タイトルである「ゼロの迎撃」のゼロとは、国内で起こる敵国の武装攻撃に対して、迎え撃つ日本側には何ひとつ準備ができていないことを言っているのではないか、と思います。日本の防衛は、水際で敵を迎え撃つことを想定しているので、外からの攻撃に対しては備えがあるものの、国内で起こる攻撃に対しては全く無力であり、様々なシビリアンコントロールで身動きできないこと、決断に時間がかかることを敵は見抜いており、日本のその弱点を突いてきます。

自衛隊の出動を決断した時の梶塚首相のスピーチは感動的です。

この小説のような設定が荒唐無稽なこととは思えず、あり得ない話ではないと思います。そのような場合の備えが、法的な整備も含めて全然できていない。作者はこのような日本の防衛面での大問題を提起しているのだと思います。
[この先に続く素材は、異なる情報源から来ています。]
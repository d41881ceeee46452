//! Write-only (backfill) mode and the transition to live reads.

mod common;

use std::sync::Arc;

use anyhow::Result;
use common::{ints, ksid, lookup_params, rows, FailingExecutor};
use holo_vindex::{
    BackfillState, LookupContext, LookupNonUnique, LookupUnique, LookupVindex,
    MemoryLookupStore, QueryResult, ShardDestination, Value, Vindex,
};

#[tokio::test(flavor = "multi_thread", worker_threads = 4)]
async fn write_only_maps_to_full_scatter_without_io() -> Result<()> {
    let ctx = LookupContext::background();
    let executor = FailingExecutor::new();
    let unique = LookupUnique::new("u", &lookup_params(&[("write_only", "true")]))?;
    let non_unique = LookupNonUnique::new("n", &lookup_params(&[("write_only", "true")]))?;

    let ids = ints(&[1, 2, 3]);
    for vindex in [&unique as &dyn LookupVindex, &non_unique] {
        assert!(vindex.is_backfilling());
        let out = vindex.map(&ctx, &executor, &ids).await?;
        assert_eq!(out.len(), 3);
        assert!(out.iter().all(ShardDestination::is_full_scatter));

        // Prefetched rows are ignored while backfilling.
        let out = vindex.map_result(&ids, &[QueryResult::default()])?;
        assert!(out.iter().all(ShardDestination::is_full_scatter));
    }
    assert_eq!(executor.calls(), 0);
    Ok(())
}

#[tokio::test(flavor = "multi_thread", worker_threads = 4)]
async fn verify_trusts_caller_when_write_only_or_no_verify() -> Result<()> {
    let ctx = LookupContext::background();
    let executor = FailingExecutor::new();
    let ids = ints(&[1, 2]);
    let ksids = [ksid(1), ksid(2)];

    for extra in [("write_only", "true"), ("no_verify", "true")] {
        let vindex = LookupUnique::new("u", &lookup_params(&[extra]))?;
        assert_eq!(vindex.verify(&ctx, &executor, &ids, &ksids).await?, vec![true, true]);
    }
    assert_eq!(executor.calls(), 0);

    let vindex = LookupUnique::new("u", &lookup_params(&[]))?;
    let err = vindex
        .verify(&ctx, &executor, &ids, &ksids)
        .await
        .unwrap_err();
    assert_eq!(err.to_string(), "execute failed: VindexVerify");
    assert_eq!(executor.calls(), 1);
    Ok(())
}

#[tokio::test(flavor = "multi_thread", worker_threads = 4)]
async fn writes_flow_during_backfill_and_reads_resume_after() -> Result<()> {
    let ctx = LookupContext::background();
    let vindex = LookupUnique::new("u", &lookup_params(&[("write_only", "true")]))?;
    let store = MemoryLookupStore::for_vindex(&vindex);

    vindex
        .create(&ctx, &store, &rows(&ints(&[7])), &[ksid(7)], false)
        .await?;
    assert_eq!(store.len(), 1);
    assert_eq!(
        vindex.map(&ctx, &store, &ints(&[7])).await?,
        vec![ShardDestination::full_scatter()]
    );

    assert_eq!(vindex.backfill_state(), BackfillState::Backfilling);
    assert!(vindex.complete_backfill());
    assert!(!vindex.complete_backfill());
    assert_eq!(vindex.backfill_state(), BackfillState::Live);

    assert_eq!(
        vindex.map(&ctx, &store, &ints(&[7])).await?,
        vec![ShardDestination::KeyspaceId(ksid(7))]
    );
    assert_eq!(
        vindex.verify(&ctx, &store, &ints(&[7]), &[ksid(8)]).await?,
        vec![false]
    );
    Ok(())
}

#[tokio::test(flavor = "multi_thread", worker_threads = 4)]
async fn concurrent_maps_see_either_mode_never_a_mix() -> Result<()> {
    let vindex = Arc::new(LookupNonUnique::new(
        "n",
        &lookup_params(&[("write_only", "true")]),
    )?);
    let store = Arc::new(MemoryLookupStore::for_vindex(&*vindex));
    let ctx = LookupContext::background();
    let ids: Vec<Value> = ints(&[1, 2, 3, 4]);
    let ksids: Vec<Vec<u8>> = (1..=4).map(ksid).collect();
    vindex.create(&ctx, &*store, &rows(&ids), &ksids, false).await?;

    let mut tasks = Vec::new();
    for _ in 0..8 {
        let vindex = vindex.clone();
        let store = store.clone();
        let ids = ids.clone();
        tasks.push(tokio::spawn(async move {
            let ctx = LookupContext::background();
            let mut live_seen = false;
            for _ in 0..200 {
                let out = vindex.map(&ctx, &*store, &ids).await?;
                let scattered = out.iter().filter(|d| d.is_full_scatter()).count();
                assert!(scattered == 0 || scattered == out.len(), "torn result {out:?}");
                if scattered == 0 {
                    for (idx, dest) in out.iter().enumerate() {
                        assert_eq!(dest, &ShardDestination::KeyspaceIds(vec![ksid(idx as u8 + 1)]));
                    }
                    live_seen = true;
                } else {
                    // Once live, a vindex never goes back to scattering.
                    assert!(!live_seen, "vindex returned to write-only mode");
                }
                tokio::task::yield_now().await;
            }
            anyhow::Ok(())
        }));
    }

    tokio::task::yield_now().await;
    vindex.complete_backfill();
    for task in tasks {
        task.await??;
    }
    assert!(!vindex.is_backfilling());
    Ok(())
}
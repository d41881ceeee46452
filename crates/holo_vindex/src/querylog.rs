//! Passive observation of executed lookup statements.
//!
//! Query logging lives outside this crate. The engine reports every statement
//! it sends to the executor through an optional [`LookupObserver`] carried on
//! the [`LookupContext`](crate::executor::LookupContext). Bind values are not
//! reported, only their names, so no redaction is needed downstream.

use std::sync::Mutex;
use std::time::Duration;

use crate::executor::CommitOrder;

/// One executed lookup-table statement.
#[derive(Debug, Clone)]
pub struct LookupEvent<'a> {
    pub method: &'static str,
    pub table: &'a str,
    pub sql: &'a str,
    pub bind_var_names: Vec<&'a str>,
    pub commit_order: CommitOrder,
    /// Rows returned by the executor; zero on error.
    pub rows: usize,
    pub elapsed: Duration,
    pub error: Option<String>,
}

pub trait LookupObserver: Send + Sync {
    fn observe(&self, event: &LookupEvent<'_>);
}

/// Owned copy of a [`LookupEvent`].
#[derive(Debug, Clone, PartialEq, Eq)]
pub struct RecordedLookup {
    pub method: &'static str,
    pub table: String,
    pub sql: String,
    pub bind_var_names: Vec<String>,
    pub commit_order: CommitOrder,
    pub rows: usize,
    pub error: Option<String>,
}

/// Observer that keeps every event in memory, in execution order.
#[derive(Debug, Default)]
pub struct RecordingObserver {
    events: Mutex<Vec<RecordedLookup>>,
}

impl RecordingObserver {
    pub fn new() -> Self {
        Self::default()
    }

    pub fn events(&self) -> Vec<RecordedLookup> {
        self.events
            .lock()
            .map(|guard| guard.clone())
            .unwrap_or_default()
    }

    pub fn methods(&self) -> Vec<&'static str> {
        self.events().into_iter().map(|event| event.method).collect()
    }
}

impl LookupObserver for RecordingObserver {
    fn observe(&self, event: &LookupEvent<'_>) {
        let recorded = RecordedLookup {
            method: event.method,
            table: event.table.to_string(),
            sql: event.sql.to_string(),
            bind_var_names: event
                .bind_var_names
                .iter()
                .map(|name| name.to_string())
                .collect(),
            commit_order: event.commit_order,
            rows: event.rows,
            error: event.error.clone(),
        };
        if let Ok(mut guard) = self.events.lock() {
            guard.push(recorded);
        }
    }
}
そのような難しい問題はともかく、ストーリーは展開がスリリングで手に汗握り、久しぶりに夜更かしをしてしまいました。私の中では今年のベスト作品です。年末の「このミステリーがすごい」での上位ランクインや、次回の本屋大賞などいくつかのポピュラーな文芸賞にノミネートされることになるのでは、と予想します。

映画化されるとしたら、首相は北大路欣也しかいない。主人公の真下は・・・ウーン、また岡田准一という訳にもいかないし、竹ノ内豊くらいかな・・・などと想像して読むのも楽しいものです。